::: LISTED ENTRIES
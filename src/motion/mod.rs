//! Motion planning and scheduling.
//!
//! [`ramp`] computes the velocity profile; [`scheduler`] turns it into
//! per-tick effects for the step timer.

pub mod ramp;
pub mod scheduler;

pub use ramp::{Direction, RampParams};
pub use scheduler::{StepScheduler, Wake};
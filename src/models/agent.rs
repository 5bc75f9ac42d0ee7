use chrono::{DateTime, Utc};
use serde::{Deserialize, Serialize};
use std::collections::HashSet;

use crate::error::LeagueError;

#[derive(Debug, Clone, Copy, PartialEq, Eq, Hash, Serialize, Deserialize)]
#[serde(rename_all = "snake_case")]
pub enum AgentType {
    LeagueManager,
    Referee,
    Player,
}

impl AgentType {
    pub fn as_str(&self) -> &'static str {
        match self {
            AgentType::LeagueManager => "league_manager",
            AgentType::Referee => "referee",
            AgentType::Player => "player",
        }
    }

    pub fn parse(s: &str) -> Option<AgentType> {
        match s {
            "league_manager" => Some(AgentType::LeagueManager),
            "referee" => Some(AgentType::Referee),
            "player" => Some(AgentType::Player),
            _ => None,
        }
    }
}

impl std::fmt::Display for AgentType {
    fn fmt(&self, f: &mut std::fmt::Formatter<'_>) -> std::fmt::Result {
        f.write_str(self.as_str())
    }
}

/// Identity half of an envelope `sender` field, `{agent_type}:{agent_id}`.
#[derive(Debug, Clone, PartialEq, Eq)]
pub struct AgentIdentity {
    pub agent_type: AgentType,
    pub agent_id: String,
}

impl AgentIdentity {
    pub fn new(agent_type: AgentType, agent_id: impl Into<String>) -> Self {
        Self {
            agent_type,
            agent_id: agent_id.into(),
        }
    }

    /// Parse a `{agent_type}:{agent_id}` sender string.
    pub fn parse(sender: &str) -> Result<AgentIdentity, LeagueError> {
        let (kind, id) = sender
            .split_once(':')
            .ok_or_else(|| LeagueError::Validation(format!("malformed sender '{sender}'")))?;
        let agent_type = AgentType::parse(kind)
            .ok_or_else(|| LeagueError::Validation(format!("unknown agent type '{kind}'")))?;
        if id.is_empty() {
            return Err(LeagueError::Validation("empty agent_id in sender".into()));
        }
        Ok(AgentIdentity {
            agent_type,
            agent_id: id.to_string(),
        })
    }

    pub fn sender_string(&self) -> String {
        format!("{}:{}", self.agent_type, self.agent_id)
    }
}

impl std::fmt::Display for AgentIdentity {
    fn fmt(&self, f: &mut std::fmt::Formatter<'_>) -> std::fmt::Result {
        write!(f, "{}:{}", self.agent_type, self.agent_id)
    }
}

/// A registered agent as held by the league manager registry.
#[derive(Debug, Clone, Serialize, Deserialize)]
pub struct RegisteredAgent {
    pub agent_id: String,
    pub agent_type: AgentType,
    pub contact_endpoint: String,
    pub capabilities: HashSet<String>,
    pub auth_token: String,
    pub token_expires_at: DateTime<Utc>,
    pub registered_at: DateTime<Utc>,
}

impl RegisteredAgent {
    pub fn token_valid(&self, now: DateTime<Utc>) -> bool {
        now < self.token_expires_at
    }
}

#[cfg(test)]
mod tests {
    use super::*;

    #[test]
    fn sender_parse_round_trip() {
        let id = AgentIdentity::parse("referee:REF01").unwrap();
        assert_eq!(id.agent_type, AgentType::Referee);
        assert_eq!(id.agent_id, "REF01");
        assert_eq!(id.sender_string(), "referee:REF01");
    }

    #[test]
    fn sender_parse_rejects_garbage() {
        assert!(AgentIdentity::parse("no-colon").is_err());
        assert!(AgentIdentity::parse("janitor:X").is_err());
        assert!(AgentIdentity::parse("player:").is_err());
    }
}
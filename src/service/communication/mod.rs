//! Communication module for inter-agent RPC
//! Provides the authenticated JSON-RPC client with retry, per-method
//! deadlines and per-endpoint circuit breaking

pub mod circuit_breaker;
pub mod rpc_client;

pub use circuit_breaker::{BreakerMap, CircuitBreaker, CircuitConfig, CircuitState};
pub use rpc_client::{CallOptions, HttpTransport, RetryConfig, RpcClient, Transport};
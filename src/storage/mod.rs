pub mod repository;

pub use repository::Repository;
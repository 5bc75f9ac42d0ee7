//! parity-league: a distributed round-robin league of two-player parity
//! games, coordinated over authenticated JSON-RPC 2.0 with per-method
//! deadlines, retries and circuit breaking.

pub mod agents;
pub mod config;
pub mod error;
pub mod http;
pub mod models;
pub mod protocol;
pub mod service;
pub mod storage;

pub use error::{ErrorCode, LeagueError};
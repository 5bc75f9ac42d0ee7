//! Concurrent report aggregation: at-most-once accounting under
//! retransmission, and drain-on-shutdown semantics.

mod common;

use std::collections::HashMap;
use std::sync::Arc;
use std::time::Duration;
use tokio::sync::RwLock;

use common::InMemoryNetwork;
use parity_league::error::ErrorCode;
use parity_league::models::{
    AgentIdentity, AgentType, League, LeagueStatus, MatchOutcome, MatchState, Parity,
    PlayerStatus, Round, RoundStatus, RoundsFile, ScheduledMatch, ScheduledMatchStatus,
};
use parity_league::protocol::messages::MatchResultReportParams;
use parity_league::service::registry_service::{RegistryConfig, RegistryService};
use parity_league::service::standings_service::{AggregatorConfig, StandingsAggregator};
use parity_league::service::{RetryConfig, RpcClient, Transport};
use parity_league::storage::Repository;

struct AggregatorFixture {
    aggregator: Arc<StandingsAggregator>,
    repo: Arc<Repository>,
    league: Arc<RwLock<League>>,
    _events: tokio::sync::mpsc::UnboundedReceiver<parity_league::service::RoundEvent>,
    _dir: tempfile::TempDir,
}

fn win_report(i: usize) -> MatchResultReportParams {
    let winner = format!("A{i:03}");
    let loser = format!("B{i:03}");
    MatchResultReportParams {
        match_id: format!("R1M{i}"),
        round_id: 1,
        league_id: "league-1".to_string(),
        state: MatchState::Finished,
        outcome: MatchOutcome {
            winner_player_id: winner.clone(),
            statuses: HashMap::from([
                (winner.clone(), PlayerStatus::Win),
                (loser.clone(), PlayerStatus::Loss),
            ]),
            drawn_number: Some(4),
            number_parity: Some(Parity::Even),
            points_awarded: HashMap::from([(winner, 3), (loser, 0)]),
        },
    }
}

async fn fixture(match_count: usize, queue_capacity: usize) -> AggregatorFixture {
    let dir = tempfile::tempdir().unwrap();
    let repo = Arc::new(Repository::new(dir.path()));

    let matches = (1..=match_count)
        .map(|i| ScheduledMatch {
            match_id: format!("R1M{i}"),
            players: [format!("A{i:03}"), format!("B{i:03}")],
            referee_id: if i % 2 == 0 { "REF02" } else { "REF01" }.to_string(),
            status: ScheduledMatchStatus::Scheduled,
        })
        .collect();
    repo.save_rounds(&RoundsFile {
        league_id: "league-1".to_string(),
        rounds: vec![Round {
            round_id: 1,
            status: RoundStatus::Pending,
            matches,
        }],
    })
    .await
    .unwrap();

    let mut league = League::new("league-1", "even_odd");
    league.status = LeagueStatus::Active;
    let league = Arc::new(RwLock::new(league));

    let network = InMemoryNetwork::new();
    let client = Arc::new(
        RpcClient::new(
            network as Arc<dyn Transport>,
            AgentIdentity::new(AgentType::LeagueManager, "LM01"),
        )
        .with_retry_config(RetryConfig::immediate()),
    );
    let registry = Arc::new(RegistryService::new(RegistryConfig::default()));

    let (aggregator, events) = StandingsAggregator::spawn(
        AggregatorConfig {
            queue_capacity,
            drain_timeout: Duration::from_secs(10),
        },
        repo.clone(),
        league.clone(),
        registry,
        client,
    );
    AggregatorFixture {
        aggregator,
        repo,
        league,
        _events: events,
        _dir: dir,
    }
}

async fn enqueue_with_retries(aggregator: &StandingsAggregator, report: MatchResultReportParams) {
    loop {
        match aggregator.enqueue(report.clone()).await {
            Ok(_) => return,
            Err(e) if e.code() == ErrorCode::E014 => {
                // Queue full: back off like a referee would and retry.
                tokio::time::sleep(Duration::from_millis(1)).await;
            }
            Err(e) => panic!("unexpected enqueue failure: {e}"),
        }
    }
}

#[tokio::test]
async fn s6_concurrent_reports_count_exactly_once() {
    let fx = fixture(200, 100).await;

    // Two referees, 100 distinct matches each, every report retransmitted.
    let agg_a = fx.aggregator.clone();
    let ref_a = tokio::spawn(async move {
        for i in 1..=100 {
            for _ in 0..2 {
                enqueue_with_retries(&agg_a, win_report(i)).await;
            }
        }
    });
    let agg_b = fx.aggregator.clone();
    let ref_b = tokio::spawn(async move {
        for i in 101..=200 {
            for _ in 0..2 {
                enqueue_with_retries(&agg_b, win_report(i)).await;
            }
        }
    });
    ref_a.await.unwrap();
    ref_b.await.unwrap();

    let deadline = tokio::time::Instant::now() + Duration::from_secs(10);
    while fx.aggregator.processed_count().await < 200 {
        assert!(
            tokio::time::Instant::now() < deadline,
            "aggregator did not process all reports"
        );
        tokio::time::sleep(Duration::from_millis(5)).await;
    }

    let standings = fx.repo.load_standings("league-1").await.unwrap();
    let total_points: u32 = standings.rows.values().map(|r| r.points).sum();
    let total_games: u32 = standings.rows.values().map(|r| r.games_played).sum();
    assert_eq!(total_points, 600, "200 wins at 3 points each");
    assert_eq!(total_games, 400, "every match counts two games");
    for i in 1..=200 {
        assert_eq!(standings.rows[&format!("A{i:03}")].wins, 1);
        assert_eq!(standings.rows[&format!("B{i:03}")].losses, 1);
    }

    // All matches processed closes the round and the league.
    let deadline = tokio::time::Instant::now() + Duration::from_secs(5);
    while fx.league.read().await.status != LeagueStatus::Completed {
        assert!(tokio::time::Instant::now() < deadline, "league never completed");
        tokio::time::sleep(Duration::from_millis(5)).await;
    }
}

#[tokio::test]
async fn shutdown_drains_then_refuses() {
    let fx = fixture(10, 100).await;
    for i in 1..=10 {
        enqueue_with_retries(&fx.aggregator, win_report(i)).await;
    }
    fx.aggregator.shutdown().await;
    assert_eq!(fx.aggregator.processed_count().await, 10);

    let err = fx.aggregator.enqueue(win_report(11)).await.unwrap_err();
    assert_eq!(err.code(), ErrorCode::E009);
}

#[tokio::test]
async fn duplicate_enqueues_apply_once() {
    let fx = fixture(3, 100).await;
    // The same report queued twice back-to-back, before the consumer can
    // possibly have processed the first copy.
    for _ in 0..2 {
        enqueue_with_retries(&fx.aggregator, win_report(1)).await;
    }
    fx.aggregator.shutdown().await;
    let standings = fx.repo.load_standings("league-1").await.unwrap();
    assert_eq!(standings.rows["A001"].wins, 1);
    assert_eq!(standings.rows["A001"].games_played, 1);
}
::::::
Please report every line in the entries above that holds the string "matches".

    let matches = (1..=match_count)
            matches,
    // Two referees, 100 distinct matches each, every report retransmitted.
    // All matches processed closes the round and the league.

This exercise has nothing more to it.